Nobel prizes, Conservative conference
The FT's Helen Barrett highlights the key stories in the coming week, with the Nobel science prizes awarded in Stockholm, the Conservative party holding its party conference in Manchester and PepsiCo reporting its earnings.
Filmed by Rod Fitzgerald. Written by Anna Nicolaou, Henry Mance and Clive Cookson. Produced by Seb Morton-Clark. Edited by Filip Fortuna.
Hello, and welcome to The Week Ahead, from The Financial Times in London. Here are some of the big stories we'll be looking at, in the coming days. The Nobel science prizes are awarded in Stockholm, UK Prime Minister Theresa May faces speculation about her leadership, at the Conservative Party Conference, and investors will be watching Pepsi Co to see if the drinks giant can build on recent momentum, as it reports earnings.
First up, medicine on Monday, physics on Tuesday, and chemistry on Wednesday. The Nobel science prizes will be awarded in Stockholm next week, with the peace and economics prize winners named a few days later. The prizes were first awarded in 1901, and the selection process has proved leak proof over the decades, but there's always speculation about the likely winners before the announcements.
Last year, the three science prizes were awarded for discoveries made between the 1970's and the 1990's, but this year, many expect Nobles to be awarded for more recent research. Here's our science editor, Clive Cookson, with his predictions.
Often the Nobel Prizes are awarded for work done decades ago, which is only now becoming a recognised importance. I think, this year, there might be a more recent winner, certainly in physics, because in 2016 there was a really exciting discovery, the first detection of gravitational waves rippling across the universe from the collision of two huge black holes. That must be the strongest contender in physics this year.
In the medical sciences, the most exciting Discovery is of a technique, called CRISPR, that enables people to edit the DNA far more precisely than previous genetic engineering has made possible. It is taking the world of medicine-- medical research by storm.

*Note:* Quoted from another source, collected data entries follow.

// Copyright 2025 Neuraville Inc.
// SPDX-License-Identifier: Apache-2.0

//! Self-tuning offsets for the system load-level thresholds.
//!
//! The tuner observes which load levels the system actually reports and
//! nudges per-level threshold offsets so the observed distribution drifts
//! toward a target distribution. Positive offset = raise the pressure
//! threshold for that level (the classifier becomes less eager to report
//! it). Offsets are clamped to [-0.3, 0.3] on every single update, so no
//! input history can run them away.

use parking_lot::Mutex;
use serde::{Deserialize, Serialize};
use tracing::trace;

use sensocto_structures::SystemLoadLevel;

/// Homeostatic tuner configuration
#[derive(Debug, Clone)]
pub struct HomeostasisConfig {
    /// Proportional step applied per recorded sample.
    pub proportional_gain: f64,

    /// Symmetric clamp for every offset.
    pub offset_bound: f64,

    /// Observed counts are halved once this many samples accumulate, so the
    /// tuner keeps adapting to the current regime.
    pub observation_window: u64,

    /// Desired fraction of observations per level.
    pub target: TargetDistribution,
}

impl Default for HomeostasisConfig {
    fn default() -> Self {
        Self {
            proportional_gain: 0.02,
            offset_bound: 0.3,
            observation_window: 10_000,
            target: TargetDistribution::default(),
        }
    }
}

/// Desired fraction of observations per load level.
#[derive(Debug, Clone, Copy, Serialize, Deserialize)]
pub struct TargetDistribution {
    pub normal: f64,
    pub elevated: f64,
    pub high: f64,
    pub critical: f64,
}

impl Default for TargetDistribution {
    fn default() -> Self {
        Self {
            normal: 0.70,
            elevated: 0.20,
            high: 0.08,
            critical: 0.02,
        }
    }
}

impl TargetDistribution {
    /// Target fraction of observations at or above `level`.
    fn at_or_above(&self, level: SystemLoadLevel) -> f64 {
        match level {
            SystemLoadLevel::Normal => 1.0,
            SystemLoadLevel::Elevated => self.elevated + self.high + self.critical,
            SystemLoadLevel::High => self.high + self.critical,
            SystemLoadLevel::Critical => self.critical,
        }
    }
}

/// Threshold offsets exposed to the admission controller's classifier.
///
/// Each field stays within [-offset_bound, offset_bound] regardless of
/// sample count or skew.
#[derive(Debug, Clone, Copy, Default, PartialEq, Serialize, Deserialize)]
pub struct ThresholdOffsets {
    pub elevated: f64,
    pub high: f64,
    pub critical: f64,
}

#[derive(Debug, Default)]
struct TunerState {
    /// Observation counts indexed Normal..Critical.
    counts: [u64; 4],
    offsets: ThresholdOffsets,
}

impl TunerState {
    fn total(&self) -> u64 {
        self.counts.iter().sum()
    }

    /// Observed fraction of samples at or above `level`.
    fn observed_at_or_above(&self, level: SystemLoadLevel) -> f64 {
        let total = self.total();
        if total == 0 {
            return 0.0;
        }
        let from = level_index(level);
        let above: u64 = self.counts[from..].iter().sum();
        above as f64 / total as f64
    }
}

/// Global self-tuner for load-level thresholds.
pub struct HomeostaticTuner {
    config: HomeostasisConfig,
    state: Mutex<TunerState>,
}

impl HomeostaticTuner {
    pub fn new(config: HomeostasisConfig) -> Self {
        Self {
            config,
            state: Mutex::new(TunerState::default()),
        }
    }

    /// Record an observed system load level (fire-and-forget).
    pub fn record_sample(&self, level: SystemLoadLevel) {
        let bound = self.config.offset_bound;
        let gain = self.config.proportional_gain;
        let mut state = self.state.lock();

        state.counts[level_index(level)] += 1;
        if state.total() >= self.config.observation_window {
            for count in state.counts.iter_mut() {
                *count /= 2;
            }
        }

        // One proportional step per thresholded level: over-observation of a
        // level pushes its threshold up, under-observation pulls it down.
        for thresholded in SystemLoadLevel::THRESHOLDED {
            let observed = state.observed_at_or_above(thresholded);
            let target = self.config.target.at_or_above(thresholded);
            let step = gain * (observed - target);
            let offset = match thresholded {
                SystemLoadLevel::Elevated => &mut state.offsets.elevated,
                SystemLoadLevel::High => &mut state.offsets.high,
                SystemLoadLevel::Critical => &mut state.offsets.critical,
                SystemLoadLevel::Normal => unreachable!("normal carries no offset"),
            };
            *offset = (*offset + step).clamp(-bound, bound);
        }

        trace!(
            target: "sensocto-bio",
            "[HOMEOSTASIS] Sample level={} offsets=({:.3}, {:.3}, {:.3})",
            level,
            state.offsets.elevated,
            state.offsets.high,
            state.offsets.critical
        );
    }

    /// Current threshold offsets, each within [-offset_bound, offset_bound].
    pub fn get_offsets(&self) -> ThresholdOffsets {
        self.state.lock().offsets
    }

    /// The target observation distribution the tuner steers toward.
    pub fn get_target_distribution(&self) -> TargetDistribution {
        self.config.target
    }

    /// Total samples currently in the observation window.
    pub fn sample_count(&self) -> u64 {
        self.state.lock().total()
    }

    /// Drop all observations and offsets.
    pub fn reset(&self) {
        *self.state.lock() = TunerState::default();
    }
}

impl Default for HomeostaticTuner {
    fn default() -> Self {
        Self::new(HomeostasisConfig::default())
    }
}

fn level_index(level: SystemLoadLevel) -> usize {
    match level {
        SystemLoadLevel::Normal => 0,
        SystemLoadLevel::Elevated => 1,
        SystemLoadLevel::High => 2,
        SystemLoadLevel::Critical => 3,
    }
}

Brexit is likely to dominate debate at the Conservative Party Conference in Manchester, which runs over four days this week. UK Prime Minister, Theresa May, hopes to use the annual event to highlight domestic policies on housing and mental health. But, with the foreign secretary, Boris Johnson, increasingly impatient with progress on the Brexit negotiations, many will be speculating about how secure her position is.
Mrs. May will make her headline speech on Wednesday, while the favourites to succeed her, Amber Rudd and Mr. Johnson, will present on Tuesday. Our team of reporters will, of course, be there. Here to look ahead is Henry Mance, our political correspondent.
The labour party conference in Brighton is-- felt like a bit of a celebration. The tone at the Conservative Party Conference in Manchester, which runs from Sunday to Wednesday, is bound to be a bit different. They are licking their wounds after the general election result.
Theresa May has a real balancing act on her hands. Firstly, with Brexit, she has to maintain the conciliatory tone that she struck in her Florence speech, but she also has to keep Brexiteers on side. She doesn't want leadership coming from Boris Johnson.
And secondly, she's trying to balance her desire for domestic change with the fact that, basically, the government is preoccupied by Brexit. So she'll try and talk about a Britain that works for all, a more modern Conservative Party. And yet, people know that her legacy is going to be set very much by progress on Brexit. And in the back of all this is the possibility of a leadership challenge.
Pepsi Co reports earnings next week. The US drinks giant is hoping to build on its success in the last quarter, when it delivered stronger than forecast results, with net sales growing 2% to $15.7 billion. That growth came on the back of higher prices for premium products to offset declining appetites among consumers for its fizzy drinks. The New York based group also raised its guidance on core earnings for the year, as renewed the dollar weakness helped lessen the currency headwinds it was expecting to face. In New York, our reporter, Anna Nicolaou, is watching the story.
The next week for Pepsi, people are going to be-- based-- the main thing is to look at if they can keep it up, because they have had some success in the past few quarters with-- their strategy has been to charge higher prices for premium snacks and healthier snacks-- organic food, stuff like that-- as we're seeing sales kind of stagnate, especially in North America for their trademark soda. So investors, analysts seem to be forecasting another beat on earnings next week. The key thing will be to, again, see if they can keep up revenue growth, amid an industry where they're seeing sales decline across the globe for these sugary sodas and kind of packaged food that's deemed not healthy for you.